▸ TASK BRIEF: Reproduce exactly the lines that run from the start of the records below to the line with "String, attempts: u32", inclusive.
═══ DATA SUPPLIED
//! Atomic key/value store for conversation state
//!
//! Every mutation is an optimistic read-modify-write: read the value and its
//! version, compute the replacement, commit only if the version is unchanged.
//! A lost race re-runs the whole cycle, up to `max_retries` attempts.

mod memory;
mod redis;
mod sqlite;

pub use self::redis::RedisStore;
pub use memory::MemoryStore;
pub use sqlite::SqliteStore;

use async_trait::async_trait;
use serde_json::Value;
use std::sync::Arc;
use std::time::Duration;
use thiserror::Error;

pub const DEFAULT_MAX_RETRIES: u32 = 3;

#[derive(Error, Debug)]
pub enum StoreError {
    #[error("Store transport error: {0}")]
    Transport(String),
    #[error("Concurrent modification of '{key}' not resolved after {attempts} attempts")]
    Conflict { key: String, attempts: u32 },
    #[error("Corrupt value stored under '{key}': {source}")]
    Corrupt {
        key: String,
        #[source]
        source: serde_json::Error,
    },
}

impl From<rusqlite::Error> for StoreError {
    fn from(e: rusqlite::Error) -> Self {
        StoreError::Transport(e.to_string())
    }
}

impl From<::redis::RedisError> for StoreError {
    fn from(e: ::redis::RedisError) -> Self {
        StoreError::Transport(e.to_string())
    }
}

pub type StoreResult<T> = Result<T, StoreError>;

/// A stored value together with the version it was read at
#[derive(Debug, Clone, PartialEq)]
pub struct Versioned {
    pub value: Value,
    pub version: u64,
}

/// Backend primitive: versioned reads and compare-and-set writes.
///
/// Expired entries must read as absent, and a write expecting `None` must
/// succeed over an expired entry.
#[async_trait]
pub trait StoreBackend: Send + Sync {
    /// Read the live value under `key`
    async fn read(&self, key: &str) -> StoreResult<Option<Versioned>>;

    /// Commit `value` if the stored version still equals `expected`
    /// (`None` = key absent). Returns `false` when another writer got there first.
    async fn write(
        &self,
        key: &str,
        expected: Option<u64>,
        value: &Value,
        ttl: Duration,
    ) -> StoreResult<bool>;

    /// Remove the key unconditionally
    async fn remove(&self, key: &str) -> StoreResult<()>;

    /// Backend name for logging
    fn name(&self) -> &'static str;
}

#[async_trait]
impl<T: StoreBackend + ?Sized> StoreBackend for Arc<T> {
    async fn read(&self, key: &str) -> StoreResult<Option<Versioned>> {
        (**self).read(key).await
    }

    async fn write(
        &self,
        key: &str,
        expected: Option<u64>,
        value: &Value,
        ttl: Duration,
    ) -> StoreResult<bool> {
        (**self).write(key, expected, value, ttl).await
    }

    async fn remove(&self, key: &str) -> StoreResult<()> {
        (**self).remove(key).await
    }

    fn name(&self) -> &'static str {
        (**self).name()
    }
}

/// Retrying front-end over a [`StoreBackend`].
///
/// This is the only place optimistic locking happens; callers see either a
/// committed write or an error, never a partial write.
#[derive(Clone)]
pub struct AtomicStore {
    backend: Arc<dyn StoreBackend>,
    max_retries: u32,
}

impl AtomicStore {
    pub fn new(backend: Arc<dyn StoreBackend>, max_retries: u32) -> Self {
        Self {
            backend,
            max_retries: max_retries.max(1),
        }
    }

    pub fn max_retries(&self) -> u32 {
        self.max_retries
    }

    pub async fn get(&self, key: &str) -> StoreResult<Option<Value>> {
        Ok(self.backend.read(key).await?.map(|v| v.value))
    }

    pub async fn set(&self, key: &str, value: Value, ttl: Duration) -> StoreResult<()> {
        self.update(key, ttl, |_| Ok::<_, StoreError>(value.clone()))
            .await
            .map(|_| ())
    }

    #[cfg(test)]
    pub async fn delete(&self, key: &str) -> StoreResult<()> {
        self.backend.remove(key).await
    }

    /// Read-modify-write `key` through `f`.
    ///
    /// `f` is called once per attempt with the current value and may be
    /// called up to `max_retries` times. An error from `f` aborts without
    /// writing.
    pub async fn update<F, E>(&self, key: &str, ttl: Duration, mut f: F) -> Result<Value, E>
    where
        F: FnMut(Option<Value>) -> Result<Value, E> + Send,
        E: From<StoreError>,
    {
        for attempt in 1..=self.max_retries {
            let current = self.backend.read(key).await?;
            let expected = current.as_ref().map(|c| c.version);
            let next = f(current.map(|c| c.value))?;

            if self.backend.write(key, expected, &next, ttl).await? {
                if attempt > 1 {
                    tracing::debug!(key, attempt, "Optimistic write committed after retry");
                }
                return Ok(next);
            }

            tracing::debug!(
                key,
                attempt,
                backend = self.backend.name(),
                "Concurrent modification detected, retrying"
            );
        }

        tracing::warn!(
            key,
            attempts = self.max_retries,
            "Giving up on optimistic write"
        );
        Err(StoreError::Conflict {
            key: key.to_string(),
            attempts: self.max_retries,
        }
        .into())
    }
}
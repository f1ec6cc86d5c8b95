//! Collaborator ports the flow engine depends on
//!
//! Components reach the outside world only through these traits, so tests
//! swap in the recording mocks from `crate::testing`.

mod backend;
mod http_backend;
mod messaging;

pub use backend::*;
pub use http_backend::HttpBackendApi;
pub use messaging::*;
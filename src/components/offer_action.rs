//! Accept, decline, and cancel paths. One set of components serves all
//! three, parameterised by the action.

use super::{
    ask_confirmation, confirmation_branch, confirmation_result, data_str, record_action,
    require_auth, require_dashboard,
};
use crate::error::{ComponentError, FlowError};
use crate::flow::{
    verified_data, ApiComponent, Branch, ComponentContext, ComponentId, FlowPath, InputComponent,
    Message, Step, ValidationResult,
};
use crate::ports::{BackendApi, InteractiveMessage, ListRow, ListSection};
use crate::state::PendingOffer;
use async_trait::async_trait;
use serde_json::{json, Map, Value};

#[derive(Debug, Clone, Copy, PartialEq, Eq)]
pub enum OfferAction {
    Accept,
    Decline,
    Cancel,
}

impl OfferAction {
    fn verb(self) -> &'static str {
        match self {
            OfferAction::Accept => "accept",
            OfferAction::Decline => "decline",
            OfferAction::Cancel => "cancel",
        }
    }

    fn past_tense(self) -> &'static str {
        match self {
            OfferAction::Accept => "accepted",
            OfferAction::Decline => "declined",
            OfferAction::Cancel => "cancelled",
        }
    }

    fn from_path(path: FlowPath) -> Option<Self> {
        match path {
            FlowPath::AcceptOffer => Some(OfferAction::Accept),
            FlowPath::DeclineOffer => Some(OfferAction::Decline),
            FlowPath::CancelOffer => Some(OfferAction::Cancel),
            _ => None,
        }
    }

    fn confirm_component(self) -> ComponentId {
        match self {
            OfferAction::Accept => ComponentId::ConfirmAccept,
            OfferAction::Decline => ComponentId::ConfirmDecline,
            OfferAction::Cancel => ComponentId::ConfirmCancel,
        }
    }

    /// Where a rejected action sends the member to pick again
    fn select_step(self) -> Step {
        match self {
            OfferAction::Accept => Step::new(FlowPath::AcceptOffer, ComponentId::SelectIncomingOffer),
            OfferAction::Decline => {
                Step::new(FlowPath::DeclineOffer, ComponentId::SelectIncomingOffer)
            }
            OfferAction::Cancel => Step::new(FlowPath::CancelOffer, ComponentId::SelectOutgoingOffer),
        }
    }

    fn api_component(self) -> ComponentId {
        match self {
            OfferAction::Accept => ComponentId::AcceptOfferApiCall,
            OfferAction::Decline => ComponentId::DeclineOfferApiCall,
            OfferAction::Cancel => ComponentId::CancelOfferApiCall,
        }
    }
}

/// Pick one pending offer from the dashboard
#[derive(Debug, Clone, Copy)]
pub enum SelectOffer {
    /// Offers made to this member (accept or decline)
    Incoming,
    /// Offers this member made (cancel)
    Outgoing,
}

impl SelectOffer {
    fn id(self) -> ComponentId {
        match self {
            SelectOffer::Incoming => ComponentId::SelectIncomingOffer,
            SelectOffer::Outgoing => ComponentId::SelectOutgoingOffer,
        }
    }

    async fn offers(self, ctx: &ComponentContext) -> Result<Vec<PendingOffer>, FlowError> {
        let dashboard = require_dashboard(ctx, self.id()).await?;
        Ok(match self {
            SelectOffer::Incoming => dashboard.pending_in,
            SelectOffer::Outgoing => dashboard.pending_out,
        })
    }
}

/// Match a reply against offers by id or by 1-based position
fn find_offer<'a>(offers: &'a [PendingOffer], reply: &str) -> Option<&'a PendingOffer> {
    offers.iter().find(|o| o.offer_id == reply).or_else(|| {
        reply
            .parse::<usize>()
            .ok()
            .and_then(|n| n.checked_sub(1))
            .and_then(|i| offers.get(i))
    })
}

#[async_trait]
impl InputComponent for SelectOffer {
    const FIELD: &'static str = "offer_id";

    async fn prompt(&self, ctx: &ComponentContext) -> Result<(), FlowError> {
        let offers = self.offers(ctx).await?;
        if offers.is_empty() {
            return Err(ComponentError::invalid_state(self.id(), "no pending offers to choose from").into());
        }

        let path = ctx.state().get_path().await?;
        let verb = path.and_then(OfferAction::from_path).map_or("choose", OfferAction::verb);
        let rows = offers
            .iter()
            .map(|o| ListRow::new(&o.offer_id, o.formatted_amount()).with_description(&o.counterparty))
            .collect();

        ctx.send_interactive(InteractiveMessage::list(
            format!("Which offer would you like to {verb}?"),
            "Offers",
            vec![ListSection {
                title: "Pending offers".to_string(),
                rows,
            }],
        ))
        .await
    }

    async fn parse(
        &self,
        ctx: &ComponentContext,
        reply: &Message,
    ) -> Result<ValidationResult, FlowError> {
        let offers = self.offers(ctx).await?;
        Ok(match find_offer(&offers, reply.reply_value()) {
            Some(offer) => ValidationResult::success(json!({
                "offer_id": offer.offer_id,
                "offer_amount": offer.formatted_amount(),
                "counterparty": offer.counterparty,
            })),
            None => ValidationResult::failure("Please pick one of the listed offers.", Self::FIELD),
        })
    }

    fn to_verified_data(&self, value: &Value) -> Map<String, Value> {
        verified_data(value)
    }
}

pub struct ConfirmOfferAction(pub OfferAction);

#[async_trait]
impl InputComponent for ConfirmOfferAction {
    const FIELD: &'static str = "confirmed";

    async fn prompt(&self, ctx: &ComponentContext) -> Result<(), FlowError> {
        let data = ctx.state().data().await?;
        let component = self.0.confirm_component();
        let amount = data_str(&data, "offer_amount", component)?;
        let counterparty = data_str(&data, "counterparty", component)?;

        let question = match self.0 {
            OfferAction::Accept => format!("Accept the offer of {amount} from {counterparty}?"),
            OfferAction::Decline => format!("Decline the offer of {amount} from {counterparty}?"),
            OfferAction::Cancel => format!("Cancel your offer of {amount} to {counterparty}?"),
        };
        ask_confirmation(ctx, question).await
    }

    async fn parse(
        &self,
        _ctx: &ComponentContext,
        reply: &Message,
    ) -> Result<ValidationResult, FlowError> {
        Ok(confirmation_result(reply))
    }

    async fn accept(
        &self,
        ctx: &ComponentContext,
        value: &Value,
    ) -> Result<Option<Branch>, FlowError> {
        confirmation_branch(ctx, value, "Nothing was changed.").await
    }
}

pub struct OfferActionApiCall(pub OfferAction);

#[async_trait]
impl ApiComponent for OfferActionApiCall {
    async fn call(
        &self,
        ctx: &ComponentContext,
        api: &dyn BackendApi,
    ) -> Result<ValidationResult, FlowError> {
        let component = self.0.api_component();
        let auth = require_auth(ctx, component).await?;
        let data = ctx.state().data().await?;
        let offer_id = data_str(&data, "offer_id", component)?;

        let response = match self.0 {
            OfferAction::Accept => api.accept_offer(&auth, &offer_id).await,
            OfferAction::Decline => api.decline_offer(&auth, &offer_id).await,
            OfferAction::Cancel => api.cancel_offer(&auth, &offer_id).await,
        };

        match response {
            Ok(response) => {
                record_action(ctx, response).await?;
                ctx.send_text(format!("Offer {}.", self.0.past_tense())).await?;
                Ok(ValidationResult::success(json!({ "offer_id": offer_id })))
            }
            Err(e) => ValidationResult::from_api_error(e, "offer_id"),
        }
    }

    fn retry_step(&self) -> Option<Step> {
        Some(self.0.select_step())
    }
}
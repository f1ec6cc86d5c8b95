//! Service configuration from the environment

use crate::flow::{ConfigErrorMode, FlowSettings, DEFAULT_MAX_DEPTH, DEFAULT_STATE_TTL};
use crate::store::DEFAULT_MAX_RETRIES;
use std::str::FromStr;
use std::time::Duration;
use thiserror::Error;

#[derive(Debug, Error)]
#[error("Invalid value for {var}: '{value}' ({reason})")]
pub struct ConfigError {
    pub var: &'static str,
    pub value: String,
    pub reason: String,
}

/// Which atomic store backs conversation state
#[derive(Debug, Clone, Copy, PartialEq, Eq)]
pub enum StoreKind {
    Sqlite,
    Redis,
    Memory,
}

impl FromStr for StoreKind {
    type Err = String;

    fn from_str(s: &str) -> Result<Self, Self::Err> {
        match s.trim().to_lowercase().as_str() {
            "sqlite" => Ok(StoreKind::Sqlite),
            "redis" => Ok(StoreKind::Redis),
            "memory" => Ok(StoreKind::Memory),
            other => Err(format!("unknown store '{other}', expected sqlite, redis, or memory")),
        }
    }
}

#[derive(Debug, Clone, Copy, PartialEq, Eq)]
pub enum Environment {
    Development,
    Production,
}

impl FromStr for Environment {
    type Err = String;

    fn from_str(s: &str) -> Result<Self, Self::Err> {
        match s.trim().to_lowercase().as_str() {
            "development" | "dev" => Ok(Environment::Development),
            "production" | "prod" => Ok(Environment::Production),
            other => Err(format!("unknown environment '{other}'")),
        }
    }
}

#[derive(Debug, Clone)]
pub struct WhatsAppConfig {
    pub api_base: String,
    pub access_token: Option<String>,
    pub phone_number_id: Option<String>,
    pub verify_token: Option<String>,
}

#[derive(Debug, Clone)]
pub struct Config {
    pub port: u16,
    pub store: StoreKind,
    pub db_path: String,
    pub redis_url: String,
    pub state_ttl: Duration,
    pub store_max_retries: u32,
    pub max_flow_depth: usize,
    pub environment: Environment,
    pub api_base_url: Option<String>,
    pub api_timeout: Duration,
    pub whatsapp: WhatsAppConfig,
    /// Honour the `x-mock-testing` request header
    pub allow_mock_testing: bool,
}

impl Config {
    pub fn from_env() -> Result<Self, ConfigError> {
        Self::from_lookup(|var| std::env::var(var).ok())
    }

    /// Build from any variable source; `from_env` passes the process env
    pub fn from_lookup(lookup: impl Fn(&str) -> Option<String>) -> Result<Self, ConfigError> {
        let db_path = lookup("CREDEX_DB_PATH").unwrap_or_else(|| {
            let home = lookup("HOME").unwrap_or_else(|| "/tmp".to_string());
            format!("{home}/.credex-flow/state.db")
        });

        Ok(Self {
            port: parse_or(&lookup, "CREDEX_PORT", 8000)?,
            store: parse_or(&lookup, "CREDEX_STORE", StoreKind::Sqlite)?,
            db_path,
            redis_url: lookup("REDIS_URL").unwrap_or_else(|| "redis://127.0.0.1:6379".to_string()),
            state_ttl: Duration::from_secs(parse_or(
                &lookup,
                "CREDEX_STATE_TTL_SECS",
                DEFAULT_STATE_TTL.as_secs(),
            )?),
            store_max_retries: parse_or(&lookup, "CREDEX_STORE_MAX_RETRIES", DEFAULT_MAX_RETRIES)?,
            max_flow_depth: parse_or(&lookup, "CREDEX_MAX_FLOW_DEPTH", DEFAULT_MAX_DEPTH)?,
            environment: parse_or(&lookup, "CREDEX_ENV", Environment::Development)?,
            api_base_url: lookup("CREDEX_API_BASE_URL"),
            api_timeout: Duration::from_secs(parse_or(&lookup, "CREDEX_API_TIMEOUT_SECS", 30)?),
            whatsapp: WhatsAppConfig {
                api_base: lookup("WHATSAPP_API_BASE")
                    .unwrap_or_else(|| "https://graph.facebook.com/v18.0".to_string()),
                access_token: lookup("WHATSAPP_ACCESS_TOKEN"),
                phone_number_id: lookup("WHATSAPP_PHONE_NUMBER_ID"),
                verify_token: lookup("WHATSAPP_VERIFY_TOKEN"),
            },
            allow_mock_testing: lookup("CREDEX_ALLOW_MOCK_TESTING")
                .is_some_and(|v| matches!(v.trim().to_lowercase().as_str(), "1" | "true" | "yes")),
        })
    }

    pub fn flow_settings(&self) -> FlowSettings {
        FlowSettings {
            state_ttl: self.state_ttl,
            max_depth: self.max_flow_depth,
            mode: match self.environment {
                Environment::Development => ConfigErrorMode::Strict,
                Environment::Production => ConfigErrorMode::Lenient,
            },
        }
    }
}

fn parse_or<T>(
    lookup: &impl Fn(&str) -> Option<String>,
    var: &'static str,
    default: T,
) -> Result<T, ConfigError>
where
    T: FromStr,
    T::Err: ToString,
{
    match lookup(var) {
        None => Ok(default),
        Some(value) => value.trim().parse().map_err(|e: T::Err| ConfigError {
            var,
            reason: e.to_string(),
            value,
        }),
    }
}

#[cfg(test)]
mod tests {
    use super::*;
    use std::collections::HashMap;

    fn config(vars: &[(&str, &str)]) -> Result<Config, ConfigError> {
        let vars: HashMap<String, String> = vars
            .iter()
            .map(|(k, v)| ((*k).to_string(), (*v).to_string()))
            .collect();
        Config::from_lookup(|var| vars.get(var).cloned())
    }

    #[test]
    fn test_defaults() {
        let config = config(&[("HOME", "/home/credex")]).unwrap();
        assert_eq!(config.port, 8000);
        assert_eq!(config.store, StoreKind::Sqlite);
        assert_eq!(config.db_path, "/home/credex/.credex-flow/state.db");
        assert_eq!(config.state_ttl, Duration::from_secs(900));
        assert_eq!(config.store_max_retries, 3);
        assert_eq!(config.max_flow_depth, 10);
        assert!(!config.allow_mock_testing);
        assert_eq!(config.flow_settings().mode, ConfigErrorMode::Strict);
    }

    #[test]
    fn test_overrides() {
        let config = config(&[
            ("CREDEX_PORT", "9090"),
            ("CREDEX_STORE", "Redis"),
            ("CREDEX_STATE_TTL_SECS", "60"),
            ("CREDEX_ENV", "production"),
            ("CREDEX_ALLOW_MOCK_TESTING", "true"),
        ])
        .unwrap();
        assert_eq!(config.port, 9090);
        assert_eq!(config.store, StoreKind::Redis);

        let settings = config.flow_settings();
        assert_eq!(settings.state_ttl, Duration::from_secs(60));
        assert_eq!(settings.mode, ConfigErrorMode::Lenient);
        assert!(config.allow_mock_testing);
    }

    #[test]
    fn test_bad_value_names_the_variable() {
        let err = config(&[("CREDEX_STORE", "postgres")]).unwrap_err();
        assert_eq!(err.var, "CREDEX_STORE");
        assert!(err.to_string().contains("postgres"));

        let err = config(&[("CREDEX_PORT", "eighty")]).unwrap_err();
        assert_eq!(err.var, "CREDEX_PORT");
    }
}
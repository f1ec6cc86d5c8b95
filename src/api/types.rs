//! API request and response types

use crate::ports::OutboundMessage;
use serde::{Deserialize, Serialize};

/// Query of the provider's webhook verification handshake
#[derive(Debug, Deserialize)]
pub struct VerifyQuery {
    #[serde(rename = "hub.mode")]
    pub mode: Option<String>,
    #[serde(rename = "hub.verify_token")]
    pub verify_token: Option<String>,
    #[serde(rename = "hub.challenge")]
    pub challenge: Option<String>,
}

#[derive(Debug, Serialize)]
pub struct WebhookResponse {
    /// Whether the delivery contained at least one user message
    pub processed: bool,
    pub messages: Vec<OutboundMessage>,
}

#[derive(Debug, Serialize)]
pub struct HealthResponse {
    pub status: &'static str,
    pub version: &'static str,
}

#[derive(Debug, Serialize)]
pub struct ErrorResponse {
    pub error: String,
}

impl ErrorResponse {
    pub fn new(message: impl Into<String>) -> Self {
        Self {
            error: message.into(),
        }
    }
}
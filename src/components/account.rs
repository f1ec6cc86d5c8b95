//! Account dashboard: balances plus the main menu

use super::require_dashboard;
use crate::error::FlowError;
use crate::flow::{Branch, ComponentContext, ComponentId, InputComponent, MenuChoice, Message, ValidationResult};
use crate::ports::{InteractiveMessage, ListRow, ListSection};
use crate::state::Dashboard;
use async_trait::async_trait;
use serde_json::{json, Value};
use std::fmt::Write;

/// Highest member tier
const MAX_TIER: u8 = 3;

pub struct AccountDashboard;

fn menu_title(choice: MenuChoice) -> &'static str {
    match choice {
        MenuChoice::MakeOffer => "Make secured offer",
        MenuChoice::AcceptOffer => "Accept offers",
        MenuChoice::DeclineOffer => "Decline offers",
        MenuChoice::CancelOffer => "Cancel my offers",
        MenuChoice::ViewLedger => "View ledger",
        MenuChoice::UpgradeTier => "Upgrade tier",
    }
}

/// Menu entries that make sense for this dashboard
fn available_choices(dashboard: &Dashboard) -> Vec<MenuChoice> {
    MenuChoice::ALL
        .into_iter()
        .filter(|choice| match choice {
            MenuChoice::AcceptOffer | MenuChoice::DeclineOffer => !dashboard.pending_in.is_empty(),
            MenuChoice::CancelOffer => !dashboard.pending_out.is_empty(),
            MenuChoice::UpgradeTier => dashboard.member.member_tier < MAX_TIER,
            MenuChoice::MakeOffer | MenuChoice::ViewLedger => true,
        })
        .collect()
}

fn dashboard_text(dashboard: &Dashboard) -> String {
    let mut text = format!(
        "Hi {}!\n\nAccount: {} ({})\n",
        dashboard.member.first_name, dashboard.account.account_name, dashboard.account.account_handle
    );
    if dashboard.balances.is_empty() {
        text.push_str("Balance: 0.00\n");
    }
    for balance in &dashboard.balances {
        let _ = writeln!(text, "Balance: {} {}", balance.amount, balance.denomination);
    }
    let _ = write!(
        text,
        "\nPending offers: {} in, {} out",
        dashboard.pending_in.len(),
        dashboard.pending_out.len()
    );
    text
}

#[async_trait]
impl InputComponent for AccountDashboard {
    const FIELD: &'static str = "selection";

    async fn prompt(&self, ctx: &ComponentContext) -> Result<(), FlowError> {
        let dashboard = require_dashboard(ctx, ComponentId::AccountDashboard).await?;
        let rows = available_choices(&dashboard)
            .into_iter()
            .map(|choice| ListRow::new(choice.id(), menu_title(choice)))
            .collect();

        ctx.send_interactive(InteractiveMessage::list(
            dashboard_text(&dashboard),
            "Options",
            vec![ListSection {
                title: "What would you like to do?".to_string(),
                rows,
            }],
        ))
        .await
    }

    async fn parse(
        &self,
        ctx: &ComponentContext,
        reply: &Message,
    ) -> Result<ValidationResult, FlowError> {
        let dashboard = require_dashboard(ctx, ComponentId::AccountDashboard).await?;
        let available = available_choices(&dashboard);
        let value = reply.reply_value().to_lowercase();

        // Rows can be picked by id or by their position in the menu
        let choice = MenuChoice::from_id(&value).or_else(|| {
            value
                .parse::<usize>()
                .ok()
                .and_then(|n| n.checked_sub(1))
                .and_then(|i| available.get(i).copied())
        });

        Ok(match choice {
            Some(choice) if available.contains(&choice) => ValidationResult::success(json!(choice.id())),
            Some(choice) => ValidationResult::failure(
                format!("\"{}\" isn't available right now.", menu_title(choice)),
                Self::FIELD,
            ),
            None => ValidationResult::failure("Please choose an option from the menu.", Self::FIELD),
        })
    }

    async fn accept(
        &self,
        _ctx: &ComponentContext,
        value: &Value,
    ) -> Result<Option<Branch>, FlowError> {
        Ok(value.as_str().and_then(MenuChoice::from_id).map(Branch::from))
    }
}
══════
▸ ANSWER FOR THE TASK:
//! Atomic key/value store for conversation state
//!
//! Every mutation is an optimistic read-modify-write: read the value and its
//! version, compute the replacement, commit only if the version is unchanged.
//! A lost race re-runs the whole cycle, up to `max_retries` attempts.

mod memory;
mod redis;
mod sqlite;

pub use self::redis::RedisStore;
pub use memory::MemoryStore;
pub use sqlite::SqliteStore;

use async_trait::async_trait;
use serde_json::Value;
use std::sync::Arc;
use std::time::Duration;
use thiserror::Error;

pub const DEFAULT_MAX_RETRIES: u32 = 3;

#[derive(Error, Debug)]
pub enum StoreError {
    #[error("Store transport error: {0}")]
    Transport(String),
    #[error("Concurrent modification of '{key}' not resolved after {attempts} attempts")]
    Conflict { key: String, attempts: u32 },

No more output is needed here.